Court orders will be sought to notify group members directly by email and SMS, outlining how to claim a share of the settlement if approval is granted. In addition to court-directed communications, information is typically made available through the law firm’s and the airline’s customer-support channels to help passengers understand eligibility and process.

Echo Law’s claims focused on alleged contraventions of Australian consumer law arising from the withholding of refunds in 2020 when large numbers of services were cancelled as international and domestic travel was restricted. Australia’s principal consumer statute, the Australian Consumer Law, includes prohibitions on misleading or deceptive conduct and unconscionable conduct, as well as guarantees governing the supply of services such as air travel. Under the settlement terms, Qantas did not admit liability.

Precedent and industry relevance

The case is part of a wider pattern of legal and regulatory scrutiny of airline refund practices during the Covid-19 pandemic, as carriers globally grappled with unprecedented volumes of cancellations and cash-flow pressure. Within Australia, the Qantas resolution follows the group’s separate 2024 outcome with the consumer watchdog and sits alongside ongoing litigation against Jetstar over vouchers, signalling that credit-based responses to mass cancellations remain a live legal and policy issue.

For the broader aviation and travel sectors, the settlement clarifies one route for reconciling large-scale customer remediation claims through the class-action mechanism and court-supervised notice and claims processes, rather than through purely voluntary refund programs.

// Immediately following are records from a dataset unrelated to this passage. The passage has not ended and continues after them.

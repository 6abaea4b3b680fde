// foodgram-core/src/domain/error.rs
use crate::store::StoreError;
use serde::Serialize;
use std::fmt;
use thiserror::Error;

/// One rejected input field.
#[derive(Debug, Clone, PartialEq, Eq, Serialize)]
pub struct FieldError {
  pub field: String,
  pub message: String,
}

/// Every violation found in one submission, in the order they were checked.
#[derive(Debug, Clone, Default, PartialEq, Eq, Serialize)]
#[serde(transparent)]
pub struct ValidationErrors(Vec<FieldError>);

impl ValidationErrors {
  pub fn new() -> Self {
    Self::default()
  }

  pub fn single(field: &str, message: impl Into<String>) -> Self {
    let mut errors = Self::new();
    errors.add(field, message);
    errors
  }

  pub fn add(&mut self, field: &str, message: impl Into<String>) {
    self.0.push(FieldError {
      field: field.to_string(),
      message: message.into(),
    });
  }

  pub fn is_empty(&self) -> bool {
    self.0.is_empty()
  }

  pub fn fields(&self) -> &[FieldError] {
    &self.0
  }

  /// `Ok(value)` when nothing was recorded, otherwise the collected errors.
  pub fn into_result<T>(self, value: T) -> Result<T, DomainError> {
    if self.is_empty() {
      Ok(value)
    } else {
      Err(DomainError::Validation(self))
    }
  }
}

impl fmt::Display for ValidationErrors {
  fn fmt(&self, f: &mut fmt::Formatter<'_>) -> fmt::Result {
    let joined = self
      .0
      .iter()
      .map(|e| format!("{}: {}", e.field, e.message))
      .collect::<Vec<_>>()
      .join("; ");
    f.write_str(&joined)
  }
}

#[derive(Debug, Error)]
pub enum DomainError {
  /// A toggle attempted from the wrong state, or a forbidden self reference.
  #[error("{0}")]
  Conflict(String),

  #[error("{0}")]
  NotFound(String),

  #[error("{0}")]
  Validation(ValidationErrors),

  #[error("storage error: {0}")]
  Storage(#[from] StoreError),
}

pub type DomainResult<T> = std::result::Result<T, DomainError>;
// foodgram_server/src/web/handlers/mod.rs

pub mod ingredient_handlers;
pub mod recipe_handlers;
pub mod relation_handlers;
pub mod shopping_cart_handlers;
pub mod tag_handlers;
pub mod user_handlers;
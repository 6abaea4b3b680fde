// foodgram_server/src/services/pdf_render.rs

//! Renders an aggregated shopping list as an A4 PDF document.

use crate::errors::AppError;
use foodgram::AggregatedLine;
use printpdf::lopdf::Document;
use printpdf::{BuiltinFont, IndirectFontRef, Mm, PdfDocument, PdfDocumentReference};
use tracing::{debug, error, instrument};

pub const DOCUMENT_FILENAME: &str = "shopping_cart.pdf";
pub const HEADING: &str = "Shopping list";

const PAGE_WIDTH_MM: f32 = 210.0;
const PAGE_HEIGHT_MM: f32 = 297.0;
const MARGIN_MM: f32 = 20.0;
const LINE_SPACING_MM: f32 = 10.0;
const HEADING_SIZE: f32 = 16.0;
const TEXT_SIZE: f32 = 12.0;
const LAYER: &str = "Layer 1";
// printpdf writes built-in font text in this encoding and drops what it cannot map.
const BUILTIN_ENCODING: &str = "WinAnsiEncoding";

fn builtin_font_can_render(text: &str) -> bool {
  Document::encode_text(Some(BUILTIN_ENCODING), text).len() == text.encode_utf16().count()
}

/// Without an external font every label must be WinAnsi text.
fn check_builtin_coverage(lines: &[AggregatedLine]) -> Result<(), AppError> {
  match lines.iter().find(|l| !builtin_font_can_render(&l.label)) {
    None => Ok(()),
    Some(line) => {
      error!(label = %line.label, "Shopping list label cannot be rendered with the built-in PDF font.");
      Err(AppError::Internal(format!(
        "Label '{}' needs a Unicode font; set PDF_FONT_PATH to a TTF file.",
        line.label
      )))
    }
  }
}

fn load_font(doc: &PdfDocumentReference, font: Option<&[u8]>) -> Result<IndirectFontRef, AppError> {
  let loaded = match font {
    Some(bytes) => doc.add_external_font(bytes),
    None => doc.add_builtin_font(BuiltinFont::Helvetica),
  };
  loaded.map_err(|e| {
    error!(error = %e, "Failed to load PDF font.");
    AppError::Internal(format!("PDF font could not be loaded: {}", e))
  })
}

/// One text line per aggregated line, in order, under a heading. A new page
/// starts whenever the cursor would pass the bottom margin.
#[instrument(name = "pdf_render::render_shopping_list", skip_all, fields(line_count = lines.len()), err(Display))]
pub fn render_shopping_list(lines: &[AggregatedLine], font: Option<&[u8]>) -> Result<Vec<u8>, AppError> {
  if font.is_none() {
    check_builtin_coverage(lines)?;
  }
  let (doc, first_page, first_layer) =
    PdfDocument::new(HEADING, Mm(PAGE_WIDTH_MM), Mm(PAGE_HEIGHT_MM), LAYER);
  let font = load_font(&doc, font)?;

  let top = PAGE_HEIGHT_MM - MARGIN_MM;
  let mut layer = doc.get_page(first_page).get_layer(first_layer);
  layer.use_text(HEADING, HEADING_SIZE, Mm(MARGIN_MM), Mm(top), &font);

  let mut y = top - LINE_SPACING_MM;
  let mut pages = 1usize;
  for line in lines {
    if y < MARGIN_MM {
      let (page, page_layer) = doc.add_page(Mm(PAGE_WIDTH_MM), Mm(PAGE_HEIGHT_MM), LAYER);
      layer = doc.get_page(page).get_layer(page_layer);
      y = top;
      pages += 1;
    }
    layer.use_text(line.display_line(), TEXT_SIZE, Mm(MARGIN_MM), Mm(y), &font);
    y -= LINE_SPACING_MM;
  }

  let bytes = doc.save_to_bytes().map_err(|e| {
    error!(error = %e, "Failed to serialize PDF document.");
    AppError::Internal(format!("PDF document could not be written: {}", e))
  })?;
  debug!(pages, byte_len = bytes.len(), "Shopping list document rendered.");
  Ok(bytes)
}

#[cfg(test)]
mod tests {
  use super::*;

  fn line(label: &str, total_amount: i64) -> AggregatedLine {
    AggregatedLine {
      label: label.to_string(),
      total_amount,
    }
  }

  #[test]
  fn empty_list_still_renders_a_document() {
    let bytes = render_shopping_list(&[], None).unwrap();
    assert!(bytes.starts_with(b"%PDF"));
  }

  #[test]
  fn long_lists_span_several_pages() {
    let lines: Vec<_> = (0..80).map(|i| line(&format!("Item {i} (g)"), i)).collect();
    let short = render_shopping_list(&lines[..2], None).unwrap();
    let long = render_shopping_list(&lines, None).unwrap();
    assert!(long.starts_with(b"%PDF"));
    assert!(long.len() > short.len());
  }

  #[test]
  fn latin_labels_fit_the_builtin_font() {
    assert!(builtin_font_can_render("Flour (g)"));
    assert!(builtin_font_can_render("Crème fraîche (ml)"));
    assert!(!builtin_font_can_render("Мука (г)"));
  }

  #[test]
  fn cyrillic_label_without_a_font_is_an_error() {
    let lines = vec![line("Flour (g)", 100), line("Мука (г)", 300)];
    match render_shopping_list(&lines, None) {
      Err(AppError::Internal(msg)) => assert!(msg.contains("Мука (г)")),
      other => panic!("expected an Internal error, got {:?}", other.map(|b| b.len())),
    }
  }
}
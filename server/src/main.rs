// foodgram_server/src/main.rs

mod config;
mod db;
mod errors;
mod models;
mod pipelines;
mod services;
mod state;
mod web;

use crate::config::AppConfig;
use crate::db::PgStore;
use crate::errors::AppError;
use crate::state::AppState;
use crate::web::extractors::IdentityHeader;

use actix_web::{web as actix_data, App, HttpServer};
use anyhow::Context;
use foodgram::PipelineRegistry;
use sqlx::postgres::PgPoolOptions;
use std::sync::Arc;
use tracing_subscriber::fmt::format::FmtSpan;
use tracing_subscriber::EnvFilter;

#[actix_web::main]
async fn main() -> anyhow::Result<()> {
  tracing_subscriber::fmt()
    .with_env_filter(EnvFilter::try_from_default_env().unwrap_or_else(|_| EnvFilter::new("info")))
    .with_span_events(FmtSpan::CLOSE)
    .init();

  tracing::info!("Starting Foodgram server...");

  let result = run().await;
  if let Err(e) = &result {
    tracing::error!(error = ?e, "Server exited with an error.");
  }
  result
}

async fn run() -> anyhow::Result<()> {
  let app_config = Arc::new(AppConfig::from_env().context("Configuration error")?);

  let db_pool = PgPoolOptions::new()
    .max_connections(app_config.database_max_connections)
    .connect(&app_config.database_url)
    .await
    .context("Database connection error")?;
  tracing::info!("Successfully connected to the database.");

  if app_config.run_migrations {
    sqlx::migrate!("./migrations")
      .run(&db_pool)
      .await
      .context("Database migration failed")?;
    tracing::info!("Database migrations applied.");
  }

  if app_config.seed_db {
    db::seed::seed_db(&db_pool, app_config.seed_ingredients_path.as_deref())
      .await
      .context("Database seeding failed")?;
  }

  let pdf_font = match &app_config.pdf_font_path {
    Some(path) => {
      let bytes = tokio::fs::read(path)
        .await
        .with_context(|| format!("Could not read PDF font {}", path.display()))?;
      tracing::info!(path = %path.display(), "Loaded PDF font.");
      Some(Arc::new(bytes))
    }
    None => {
      tracing::warn!("PDF_FONT_PATH is not set; shopping lists with non-Latin labels cannot be rendered.");
      None
    }
  };

  let pipelines = Arc::new(PipelineRegistry::<AppError>::new());
  pipelines::register_all_pipelines(&pipelines);

  let app_state = AppState {
    db_pool: db_pool.clone(),
    pipelines,
    config: app_config.clone(),
    store: Arc::new(PgStore::new(db_pool)),
    pdf_font,
  };
  let identity_header = IdentityHeader(app_config.identity_header.clone());

  let server_address = format!("{}:{}", app_config.server_host, app_config.server_port);
  tracing::info!("Attempting to bind server to {}...", server_address);

  HttpServer::new(move || {
    App::new()
      .app_data(actix_data::Data::new(app_state.clone()))
      .app_data(actix_data::Data::new(identity_header.clone()))
      .configure(web::configure_app_routes)
      .wrap(tracing_actix_web::TracingLogger::default())
  })
  .bind(&server_address)
  .with_context(|| format!("Could not bind {}", server_address))?
  .run()
  .await?;
  Ok(())
}
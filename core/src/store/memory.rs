// foodgram-core/src/store/memory.rs

//! In-memory store used by tests and benchmarks. Mirrors the uniqueness and
//! ordering behavior the PostgreSQL store provides.

use super::{RelationStore, ShoppingListSource, StoreError, StoreResult};
use crate::domain::models::{CartEntry, FollowEdge, Ingredient, IngredientId, RecipeId, RecipeIngredientLine, UserId};
use crate::domain::relation::RelationKind;
use async_trait::async_trait;
use parking_lot::RwLock;
use std::collections::{HashMap, HashSet};
use uuid::Uuid;

#[derive(Debug, Default)]
struct State {
  users: HashSet<UserId>,
  recipes: HashSet<RecipeId>,
  ingredients: HashMap<IngredientId, Ingredient>,
  lines: Vec<RecipeIngredientLine>,
  /// Every relation row, in insertion order.
  relations: Vec<(RelationKind, UserId, Uuid)>,
}

#[derive(Debug, Default)]
pub struct InMemoryStore {
  state: RwLock<State>,
}

impl InMemoryStore {
  pub fn new() -> Self {
    Self::default()
  }

  pub fn add_user(&self) -> UserId {
    let id = Uuid::new_v4();
    self.state.write().users.insert(id);
    id
  }

  pub fn add_ingredient(&self, name: &str, measurement_unit: &str) -> IngredientId {
    let id = Uuid::new_v4();
    self.state.write().ingredients.insert(
      id,
      Ingredient {
        id,
        name: name.to_string(),
        measurement_unit: measurement_unit.to_string(),
      },
    );
    id
  }

  /// Adds a recipe with its `(ingredient_id, amount)` lines in order.
  pub fn add_recipe(&self, lines: &[(IngredientId, i32)]) -> RecipeId {
    let recipe_id = Uuid::new_v4();
    let mut state = self.state.write();
    state.recipes.insert(recipe_id);
    state.lines.extend(lines.iter().map(|&(ingredient_id, amount)| RecipeIngredientLine {
      recipe_id,
      ingredient_id,
      amount,
    }));
    recipe_id
  }

  /// Removes a recipe and, like a cascading foreign key, every line and
  /// favorite/cart row pointing at it.
  pub fn delete_recipe(&self, recipe_id: RecipeId) {
    let mut state = self.state.write();
    state.recipes.remove(&recipe_id);
    state.lines.retain(|l| l.recipe_id != recipe_id);
    state
      .relations
      .retain(|(kind, _, target)| *kind == RelationKind::Follow || *target != recipe_id);
  }

  pub fn cart_entries(&self, user_id: UserId) -> Vec<CartEntry> {
    self
      .state
      .read()
      .relations
      .iter()
      .filter(|(kind, actor, _)| *kind == RelationKind::ShoppingCart && *actor == user_id)
      .map(|&(_, user_id, recipe_id)| CartEntry { user_id, recipe_id })
      .collect()
  }

  /// Authors `user_id` follows, oldest subscription first.
  pub fn follow_edges(&self, user_id: UserId) -> Vec<FollowEdge> {
    self
      .state
      .read()
      .relations
      .iter()
      .filter(|(kind, actor, _)| *kind == RelationKind::Follow && *actor == user_id)
      .map(|&(_, user_id, author_id)| FollowEdge { user_id, author_id })
      .collect()
  }

  pub fn relation_count(&self, kind: RelationKind, actor: UserId, target: Uuid) -> usize {
    self
      .state
      .read()
      .relations
      .iter()
      .filter(|row| **row == (kind, actor, target))
      .count()
  }
}

#[async_trait]
impl ShoppingListSource for InMemoryStore {
  async fn cart_recipe_ids(&self, user_id: UserId) -> StoreResult<Vec<RecipeId>> {
    Ok(self.cart_entries(user_id).into_iter().map(|e| e.recipe_id).collect())
  }

  async fn ingredient_lines(&self, recipe_id: RecipeId) -> StoreResult<Vec<(IngredientId, i32)>> {
    Ok(
      self
        .state
        .read()
        .lines
        .iter()
        .filter(|l| l.recipe_id == recipe_id)
        .map(|l| (l.ingredient_id, l.amount))
        .collect(),
    )
  }

  async fn ingredient(&self, ingredient_id: IngredientId) -> StoreResult<Option<Ingredient>> {
    Ok(self.state.read().ingredients.get(&ingredient_id).cloned())
  }
}

#[async_trait]
impl RelationStore for InMemoryStore {
  async fn target_exists(&self, kind: RelationKind, target: Uuid) -> StoreResult<bool> {
    let state = self.state.read();
    Ok(match kind {
      RelationKind::Follow => state.users.contains(&target),
      RelationKind::Favorite | RelationKind::ShoppingCart => state.recipes.contains(&target),
    })
  }

  async fn exists(&self, kind: RelationKind, actor: UserId, target: Uuid) -> StoreResult<bool> {
    Ok(self.relation_count(kind, actor, target) > 0)
  }

  async fn insert(&self, kind: RelationKind, actor: UserId, target: Uuid) -> StoreResult<()> {
    let mut state = self.state.write();
    if state.relations.contains(&(kind, actor, target)) {
      return Err(StoreError::UniqueViolation);
    }
    state.relations.push((kind, actor, target));
    Ok(())
  }

  async fn delete(&self, kind: RelationKind, actor: UserId, target: Uuid) -> StoreResult<u64> {
    let mut state = self.state.write();
    let before = state.relations.len();
    state.relations.retain(|row| *row != (kind, actor, target));
    Ok((before - state.relations.len()) as u64)
  }
}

It also sends a signal to airlines and other service providers that aggressive use of credits in place of refunds can carry multi-year legal, regulatory and reputational consequences.

The Federal Court must now consider the settlement for approval and, if approved, issue the orders that will trigger formal notification and the claims administration process. Qantas has indicated the cash impact will be recognised in the first half of the 2026/27 financial year, and court-directed notice to affected customers will precede distribution of payments, closing one of the most politically and commercially sensitive chapters of the airline’s pandemic-era response.